- [What is required] From the data, return each line holding the word "PractitionerRole".

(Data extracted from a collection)
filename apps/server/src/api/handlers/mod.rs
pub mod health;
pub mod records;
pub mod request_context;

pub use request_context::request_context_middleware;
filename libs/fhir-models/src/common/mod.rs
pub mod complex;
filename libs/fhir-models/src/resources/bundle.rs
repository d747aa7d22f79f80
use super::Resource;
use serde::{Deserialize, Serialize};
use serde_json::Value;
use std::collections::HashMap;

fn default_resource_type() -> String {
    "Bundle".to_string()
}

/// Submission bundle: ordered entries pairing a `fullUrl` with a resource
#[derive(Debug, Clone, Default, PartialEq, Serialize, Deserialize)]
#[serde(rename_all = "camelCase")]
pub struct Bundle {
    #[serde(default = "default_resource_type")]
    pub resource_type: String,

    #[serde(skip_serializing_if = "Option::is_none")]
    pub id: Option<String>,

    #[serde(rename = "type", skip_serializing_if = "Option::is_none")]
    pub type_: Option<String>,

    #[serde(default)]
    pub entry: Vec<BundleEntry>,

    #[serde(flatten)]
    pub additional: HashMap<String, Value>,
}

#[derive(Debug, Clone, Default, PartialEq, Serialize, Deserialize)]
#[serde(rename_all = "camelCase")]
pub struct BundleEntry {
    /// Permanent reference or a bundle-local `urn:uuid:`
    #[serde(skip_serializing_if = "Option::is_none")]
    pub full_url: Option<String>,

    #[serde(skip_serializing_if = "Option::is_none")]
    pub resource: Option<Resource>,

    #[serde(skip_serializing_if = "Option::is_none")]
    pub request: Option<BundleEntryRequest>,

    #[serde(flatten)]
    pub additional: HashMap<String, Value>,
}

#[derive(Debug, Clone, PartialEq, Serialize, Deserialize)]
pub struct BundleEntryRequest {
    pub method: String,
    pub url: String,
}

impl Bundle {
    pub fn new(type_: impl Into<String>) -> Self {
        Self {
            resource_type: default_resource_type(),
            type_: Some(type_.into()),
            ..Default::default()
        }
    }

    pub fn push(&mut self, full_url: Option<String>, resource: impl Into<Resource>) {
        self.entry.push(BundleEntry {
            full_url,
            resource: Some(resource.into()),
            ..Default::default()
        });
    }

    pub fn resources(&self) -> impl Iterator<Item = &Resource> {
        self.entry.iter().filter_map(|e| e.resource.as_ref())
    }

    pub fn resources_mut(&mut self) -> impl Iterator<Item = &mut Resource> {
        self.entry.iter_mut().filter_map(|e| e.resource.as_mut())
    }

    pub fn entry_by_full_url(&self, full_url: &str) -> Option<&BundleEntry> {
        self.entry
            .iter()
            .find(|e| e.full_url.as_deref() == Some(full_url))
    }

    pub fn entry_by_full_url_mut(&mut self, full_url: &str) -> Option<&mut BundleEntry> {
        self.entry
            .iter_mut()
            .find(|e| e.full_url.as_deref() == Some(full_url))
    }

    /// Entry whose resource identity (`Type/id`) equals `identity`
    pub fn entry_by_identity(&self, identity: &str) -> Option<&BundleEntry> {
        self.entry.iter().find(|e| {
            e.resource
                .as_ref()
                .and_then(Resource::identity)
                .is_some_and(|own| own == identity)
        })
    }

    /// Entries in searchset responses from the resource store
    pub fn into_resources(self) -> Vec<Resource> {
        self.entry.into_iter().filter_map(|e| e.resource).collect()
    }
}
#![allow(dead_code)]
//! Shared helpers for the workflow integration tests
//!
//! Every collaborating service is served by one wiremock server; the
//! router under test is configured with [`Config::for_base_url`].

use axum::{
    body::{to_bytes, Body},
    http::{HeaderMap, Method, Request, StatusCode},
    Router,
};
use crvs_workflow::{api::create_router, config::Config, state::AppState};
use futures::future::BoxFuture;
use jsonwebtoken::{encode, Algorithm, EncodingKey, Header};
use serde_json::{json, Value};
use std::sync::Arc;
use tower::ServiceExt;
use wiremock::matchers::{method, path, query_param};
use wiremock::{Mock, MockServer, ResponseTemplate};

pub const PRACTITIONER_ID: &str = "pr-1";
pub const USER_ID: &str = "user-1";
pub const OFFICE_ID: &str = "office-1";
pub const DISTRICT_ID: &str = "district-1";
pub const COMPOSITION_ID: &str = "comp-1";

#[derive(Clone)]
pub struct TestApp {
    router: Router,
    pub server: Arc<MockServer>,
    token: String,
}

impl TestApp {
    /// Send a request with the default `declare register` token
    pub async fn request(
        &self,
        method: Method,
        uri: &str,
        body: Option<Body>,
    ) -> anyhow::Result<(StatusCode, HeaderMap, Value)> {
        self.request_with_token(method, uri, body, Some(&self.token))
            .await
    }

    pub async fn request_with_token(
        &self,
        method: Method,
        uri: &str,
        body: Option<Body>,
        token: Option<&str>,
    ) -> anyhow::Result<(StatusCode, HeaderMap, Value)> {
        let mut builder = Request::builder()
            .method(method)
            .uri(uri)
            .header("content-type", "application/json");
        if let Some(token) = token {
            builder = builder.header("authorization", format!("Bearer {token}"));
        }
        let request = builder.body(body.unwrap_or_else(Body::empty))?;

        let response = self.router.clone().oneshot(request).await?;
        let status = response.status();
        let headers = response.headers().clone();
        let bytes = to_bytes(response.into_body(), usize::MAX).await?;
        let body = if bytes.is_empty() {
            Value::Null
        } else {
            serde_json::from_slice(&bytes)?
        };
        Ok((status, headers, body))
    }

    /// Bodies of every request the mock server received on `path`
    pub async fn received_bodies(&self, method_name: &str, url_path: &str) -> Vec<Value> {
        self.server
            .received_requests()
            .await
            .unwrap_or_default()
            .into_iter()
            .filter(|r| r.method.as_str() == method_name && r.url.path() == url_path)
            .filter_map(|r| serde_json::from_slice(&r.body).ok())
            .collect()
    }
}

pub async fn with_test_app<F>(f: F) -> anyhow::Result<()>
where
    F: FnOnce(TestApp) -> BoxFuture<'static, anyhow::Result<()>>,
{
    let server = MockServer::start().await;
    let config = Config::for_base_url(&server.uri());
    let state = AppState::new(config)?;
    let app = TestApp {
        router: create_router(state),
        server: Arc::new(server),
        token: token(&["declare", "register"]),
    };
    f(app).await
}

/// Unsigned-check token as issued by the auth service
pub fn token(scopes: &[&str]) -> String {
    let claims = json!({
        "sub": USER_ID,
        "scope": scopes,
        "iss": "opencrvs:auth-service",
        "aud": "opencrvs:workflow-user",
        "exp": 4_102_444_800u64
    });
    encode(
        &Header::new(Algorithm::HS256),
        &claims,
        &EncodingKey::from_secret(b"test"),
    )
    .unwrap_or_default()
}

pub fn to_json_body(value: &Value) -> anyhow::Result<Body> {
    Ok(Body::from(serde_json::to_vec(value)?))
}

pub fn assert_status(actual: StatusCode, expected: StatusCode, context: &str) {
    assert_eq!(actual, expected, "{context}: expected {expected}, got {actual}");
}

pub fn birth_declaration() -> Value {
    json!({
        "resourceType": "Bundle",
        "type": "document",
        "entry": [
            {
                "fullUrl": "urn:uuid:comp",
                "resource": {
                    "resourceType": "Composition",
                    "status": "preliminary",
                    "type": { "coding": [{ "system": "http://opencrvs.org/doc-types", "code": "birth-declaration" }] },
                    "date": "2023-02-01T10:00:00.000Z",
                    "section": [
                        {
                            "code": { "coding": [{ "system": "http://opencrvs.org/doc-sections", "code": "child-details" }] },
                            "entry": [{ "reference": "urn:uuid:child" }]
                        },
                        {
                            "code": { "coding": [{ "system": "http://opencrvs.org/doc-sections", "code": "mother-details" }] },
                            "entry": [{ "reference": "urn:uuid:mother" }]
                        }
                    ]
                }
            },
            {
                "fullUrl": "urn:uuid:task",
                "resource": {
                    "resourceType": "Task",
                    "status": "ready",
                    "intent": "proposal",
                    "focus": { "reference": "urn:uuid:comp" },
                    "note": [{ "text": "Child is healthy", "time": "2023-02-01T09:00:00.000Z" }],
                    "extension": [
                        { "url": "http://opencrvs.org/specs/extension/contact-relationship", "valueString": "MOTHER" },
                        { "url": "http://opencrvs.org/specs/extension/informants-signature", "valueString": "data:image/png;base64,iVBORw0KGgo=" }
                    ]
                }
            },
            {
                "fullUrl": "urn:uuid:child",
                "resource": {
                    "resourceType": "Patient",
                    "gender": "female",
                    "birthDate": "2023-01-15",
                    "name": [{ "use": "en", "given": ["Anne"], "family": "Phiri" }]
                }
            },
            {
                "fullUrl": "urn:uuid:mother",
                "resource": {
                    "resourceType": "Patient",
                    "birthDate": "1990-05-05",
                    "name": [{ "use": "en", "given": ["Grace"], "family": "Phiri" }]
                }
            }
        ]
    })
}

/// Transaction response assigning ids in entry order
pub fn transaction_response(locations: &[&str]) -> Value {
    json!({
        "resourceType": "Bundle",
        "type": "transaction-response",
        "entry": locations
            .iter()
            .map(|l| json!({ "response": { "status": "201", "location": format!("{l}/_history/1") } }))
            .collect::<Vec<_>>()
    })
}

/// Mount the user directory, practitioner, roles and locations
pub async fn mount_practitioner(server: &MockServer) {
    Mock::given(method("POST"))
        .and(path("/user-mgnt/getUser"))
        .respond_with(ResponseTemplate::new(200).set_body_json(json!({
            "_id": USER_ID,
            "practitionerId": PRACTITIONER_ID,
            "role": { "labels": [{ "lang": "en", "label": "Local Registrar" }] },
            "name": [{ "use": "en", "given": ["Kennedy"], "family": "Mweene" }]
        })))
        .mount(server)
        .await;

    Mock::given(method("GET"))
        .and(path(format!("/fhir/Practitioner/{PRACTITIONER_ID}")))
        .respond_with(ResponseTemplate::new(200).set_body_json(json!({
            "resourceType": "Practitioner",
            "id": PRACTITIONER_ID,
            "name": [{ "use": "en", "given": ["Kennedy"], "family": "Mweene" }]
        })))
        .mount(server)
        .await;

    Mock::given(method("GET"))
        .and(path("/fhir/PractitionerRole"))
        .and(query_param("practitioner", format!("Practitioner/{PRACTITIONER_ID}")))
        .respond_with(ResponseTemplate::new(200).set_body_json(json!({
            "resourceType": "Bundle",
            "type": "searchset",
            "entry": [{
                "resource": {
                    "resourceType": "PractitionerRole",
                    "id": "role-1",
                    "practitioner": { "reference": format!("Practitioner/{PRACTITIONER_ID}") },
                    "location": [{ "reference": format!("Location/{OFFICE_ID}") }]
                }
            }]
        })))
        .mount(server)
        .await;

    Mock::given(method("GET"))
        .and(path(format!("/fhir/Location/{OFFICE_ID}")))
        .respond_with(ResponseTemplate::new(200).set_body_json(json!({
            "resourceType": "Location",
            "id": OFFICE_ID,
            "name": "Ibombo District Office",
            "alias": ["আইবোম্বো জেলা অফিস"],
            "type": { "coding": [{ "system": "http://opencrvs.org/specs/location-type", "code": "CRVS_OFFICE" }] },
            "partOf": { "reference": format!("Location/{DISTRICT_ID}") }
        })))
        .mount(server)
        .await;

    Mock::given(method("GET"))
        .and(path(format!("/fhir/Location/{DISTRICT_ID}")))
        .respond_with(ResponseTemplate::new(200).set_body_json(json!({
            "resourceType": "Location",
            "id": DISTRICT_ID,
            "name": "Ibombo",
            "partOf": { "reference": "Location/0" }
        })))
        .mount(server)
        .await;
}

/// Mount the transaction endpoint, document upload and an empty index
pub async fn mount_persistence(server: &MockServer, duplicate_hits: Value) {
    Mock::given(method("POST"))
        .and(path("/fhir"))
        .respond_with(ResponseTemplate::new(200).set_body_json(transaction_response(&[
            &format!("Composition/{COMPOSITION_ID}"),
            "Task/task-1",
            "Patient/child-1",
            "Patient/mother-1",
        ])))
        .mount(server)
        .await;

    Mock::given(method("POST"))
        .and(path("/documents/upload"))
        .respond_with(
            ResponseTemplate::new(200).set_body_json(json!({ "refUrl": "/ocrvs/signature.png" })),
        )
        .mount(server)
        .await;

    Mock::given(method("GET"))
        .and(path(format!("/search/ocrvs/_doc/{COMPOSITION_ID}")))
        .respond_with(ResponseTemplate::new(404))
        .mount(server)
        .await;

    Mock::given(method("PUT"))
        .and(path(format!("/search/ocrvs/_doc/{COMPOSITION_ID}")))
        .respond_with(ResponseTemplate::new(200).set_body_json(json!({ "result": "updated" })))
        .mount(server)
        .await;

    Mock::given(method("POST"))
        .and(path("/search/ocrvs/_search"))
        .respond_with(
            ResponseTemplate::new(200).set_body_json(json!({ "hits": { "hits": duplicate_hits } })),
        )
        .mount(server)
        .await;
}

- [Answer for this exercise]
        .and(path("/fhir/PractitionerRole"))
                    "resourceType": "PractitionerRole",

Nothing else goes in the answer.